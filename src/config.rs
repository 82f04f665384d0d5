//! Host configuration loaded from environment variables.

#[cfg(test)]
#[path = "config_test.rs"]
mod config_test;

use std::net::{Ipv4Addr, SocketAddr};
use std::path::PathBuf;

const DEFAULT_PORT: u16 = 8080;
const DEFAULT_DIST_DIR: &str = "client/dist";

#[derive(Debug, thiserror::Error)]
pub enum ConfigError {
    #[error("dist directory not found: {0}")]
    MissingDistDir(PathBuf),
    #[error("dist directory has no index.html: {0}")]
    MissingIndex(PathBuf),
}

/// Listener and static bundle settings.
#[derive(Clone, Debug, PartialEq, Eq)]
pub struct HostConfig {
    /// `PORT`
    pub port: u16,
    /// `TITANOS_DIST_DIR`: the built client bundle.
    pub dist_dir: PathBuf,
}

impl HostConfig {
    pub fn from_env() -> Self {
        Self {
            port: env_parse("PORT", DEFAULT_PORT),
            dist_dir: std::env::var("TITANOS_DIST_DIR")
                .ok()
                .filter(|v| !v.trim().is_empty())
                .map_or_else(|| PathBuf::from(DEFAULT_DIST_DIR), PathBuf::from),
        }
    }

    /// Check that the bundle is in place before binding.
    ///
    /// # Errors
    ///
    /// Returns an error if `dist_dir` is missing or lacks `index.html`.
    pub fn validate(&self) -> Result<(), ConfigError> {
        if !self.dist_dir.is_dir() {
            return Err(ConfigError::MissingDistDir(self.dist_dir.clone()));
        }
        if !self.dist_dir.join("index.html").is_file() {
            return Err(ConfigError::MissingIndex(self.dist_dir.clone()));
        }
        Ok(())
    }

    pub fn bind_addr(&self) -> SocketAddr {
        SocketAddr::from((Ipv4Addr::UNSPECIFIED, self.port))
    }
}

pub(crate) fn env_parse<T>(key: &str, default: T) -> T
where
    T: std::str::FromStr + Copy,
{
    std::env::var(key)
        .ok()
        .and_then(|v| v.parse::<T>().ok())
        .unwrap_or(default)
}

* * *

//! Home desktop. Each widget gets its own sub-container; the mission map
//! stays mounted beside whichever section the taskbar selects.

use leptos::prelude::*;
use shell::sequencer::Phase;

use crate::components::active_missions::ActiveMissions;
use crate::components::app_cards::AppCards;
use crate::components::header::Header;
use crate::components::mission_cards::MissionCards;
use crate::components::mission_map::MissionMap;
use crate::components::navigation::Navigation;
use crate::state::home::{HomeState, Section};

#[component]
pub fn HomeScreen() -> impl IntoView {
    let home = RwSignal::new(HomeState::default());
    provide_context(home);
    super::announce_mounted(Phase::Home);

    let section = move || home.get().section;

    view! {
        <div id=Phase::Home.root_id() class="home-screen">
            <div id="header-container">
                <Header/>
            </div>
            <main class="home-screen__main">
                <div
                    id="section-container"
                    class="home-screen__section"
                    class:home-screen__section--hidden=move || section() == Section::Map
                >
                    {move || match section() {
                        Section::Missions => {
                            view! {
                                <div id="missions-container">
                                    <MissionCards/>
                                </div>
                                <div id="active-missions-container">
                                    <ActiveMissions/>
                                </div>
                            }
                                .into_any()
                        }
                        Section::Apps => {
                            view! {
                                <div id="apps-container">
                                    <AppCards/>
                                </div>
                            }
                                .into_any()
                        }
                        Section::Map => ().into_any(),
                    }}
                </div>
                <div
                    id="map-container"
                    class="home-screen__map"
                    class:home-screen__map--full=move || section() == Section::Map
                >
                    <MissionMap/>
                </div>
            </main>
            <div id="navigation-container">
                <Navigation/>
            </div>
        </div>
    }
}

* * *

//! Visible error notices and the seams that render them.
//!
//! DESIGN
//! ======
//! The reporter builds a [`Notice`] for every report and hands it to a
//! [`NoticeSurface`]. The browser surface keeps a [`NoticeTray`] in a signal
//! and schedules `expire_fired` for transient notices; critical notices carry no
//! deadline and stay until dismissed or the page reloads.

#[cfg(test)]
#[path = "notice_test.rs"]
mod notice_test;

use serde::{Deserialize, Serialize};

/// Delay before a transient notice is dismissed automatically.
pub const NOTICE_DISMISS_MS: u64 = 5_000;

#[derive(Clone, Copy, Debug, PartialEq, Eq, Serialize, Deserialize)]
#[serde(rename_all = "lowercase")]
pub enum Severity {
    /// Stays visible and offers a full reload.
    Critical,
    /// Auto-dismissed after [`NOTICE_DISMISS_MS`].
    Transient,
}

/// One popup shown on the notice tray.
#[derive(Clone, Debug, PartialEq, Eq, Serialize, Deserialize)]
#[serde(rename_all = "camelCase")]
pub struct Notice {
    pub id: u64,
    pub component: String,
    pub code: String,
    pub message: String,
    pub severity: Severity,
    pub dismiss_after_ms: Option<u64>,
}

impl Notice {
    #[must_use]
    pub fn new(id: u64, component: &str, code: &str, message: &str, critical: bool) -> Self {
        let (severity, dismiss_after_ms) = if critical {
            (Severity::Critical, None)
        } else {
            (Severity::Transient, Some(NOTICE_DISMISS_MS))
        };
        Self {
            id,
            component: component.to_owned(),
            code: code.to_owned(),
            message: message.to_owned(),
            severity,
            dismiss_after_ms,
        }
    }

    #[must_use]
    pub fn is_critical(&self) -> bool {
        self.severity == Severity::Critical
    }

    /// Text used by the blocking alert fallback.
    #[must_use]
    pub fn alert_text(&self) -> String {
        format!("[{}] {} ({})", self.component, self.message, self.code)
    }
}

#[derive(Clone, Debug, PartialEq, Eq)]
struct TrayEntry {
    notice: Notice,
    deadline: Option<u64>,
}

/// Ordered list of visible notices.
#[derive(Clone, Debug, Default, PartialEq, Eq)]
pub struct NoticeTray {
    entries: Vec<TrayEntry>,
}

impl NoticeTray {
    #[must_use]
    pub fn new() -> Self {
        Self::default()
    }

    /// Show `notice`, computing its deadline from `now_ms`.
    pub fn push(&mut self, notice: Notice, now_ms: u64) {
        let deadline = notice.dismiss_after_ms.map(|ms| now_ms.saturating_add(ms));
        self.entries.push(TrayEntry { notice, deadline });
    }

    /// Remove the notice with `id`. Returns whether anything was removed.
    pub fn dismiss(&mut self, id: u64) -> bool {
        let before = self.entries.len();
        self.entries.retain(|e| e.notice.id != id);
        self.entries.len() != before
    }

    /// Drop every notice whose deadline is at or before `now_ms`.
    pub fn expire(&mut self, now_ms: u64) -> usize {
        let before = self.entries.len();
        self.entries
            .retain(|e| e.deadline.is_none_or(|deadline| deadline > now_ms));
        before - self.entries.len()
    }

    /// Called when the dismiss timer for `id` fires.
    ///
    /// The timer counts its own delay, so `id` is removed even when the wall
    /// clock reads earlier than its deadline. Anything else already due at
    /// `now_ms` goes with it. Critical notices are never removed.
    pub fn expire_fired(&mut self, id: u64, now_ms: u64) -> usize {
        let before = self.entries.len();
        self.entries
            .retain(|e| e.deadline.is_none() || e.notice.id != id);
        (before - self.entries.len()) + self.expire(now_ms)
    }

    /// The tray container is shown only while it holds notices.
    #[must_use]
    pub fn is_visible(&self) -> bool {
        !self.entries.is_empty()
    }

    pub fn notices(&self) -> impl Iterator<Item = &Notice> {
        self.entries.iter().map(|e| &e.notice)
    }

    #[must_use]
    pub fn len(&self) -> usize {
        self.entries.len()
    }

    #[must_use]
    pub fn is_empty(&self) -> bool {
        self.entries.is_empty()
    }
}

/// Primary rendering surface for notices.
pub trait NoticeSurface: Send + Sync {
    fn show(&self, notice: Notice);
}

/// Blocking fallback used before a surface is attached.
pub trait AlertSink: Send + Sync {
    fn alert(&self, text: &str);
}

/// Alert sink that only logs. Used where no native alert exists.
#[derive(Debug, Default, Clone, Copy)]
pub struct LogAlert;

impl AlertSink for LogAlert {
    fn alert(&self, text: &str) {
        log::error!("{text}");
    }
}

DIRECTIONS FOR THIS TASK
For each line in the data above that contains the string "components", extract the line.

THE COMPLETED TASK
use crate::components::active_missions::ActiveMissions;
use crate::components::app_cards::AppCards;
use crate::components::header::Header;
use crate::components::mission_cards::MissionCards;
use crate::components::mission_map::MissionMap;
use crate::components::navigation::Navigation;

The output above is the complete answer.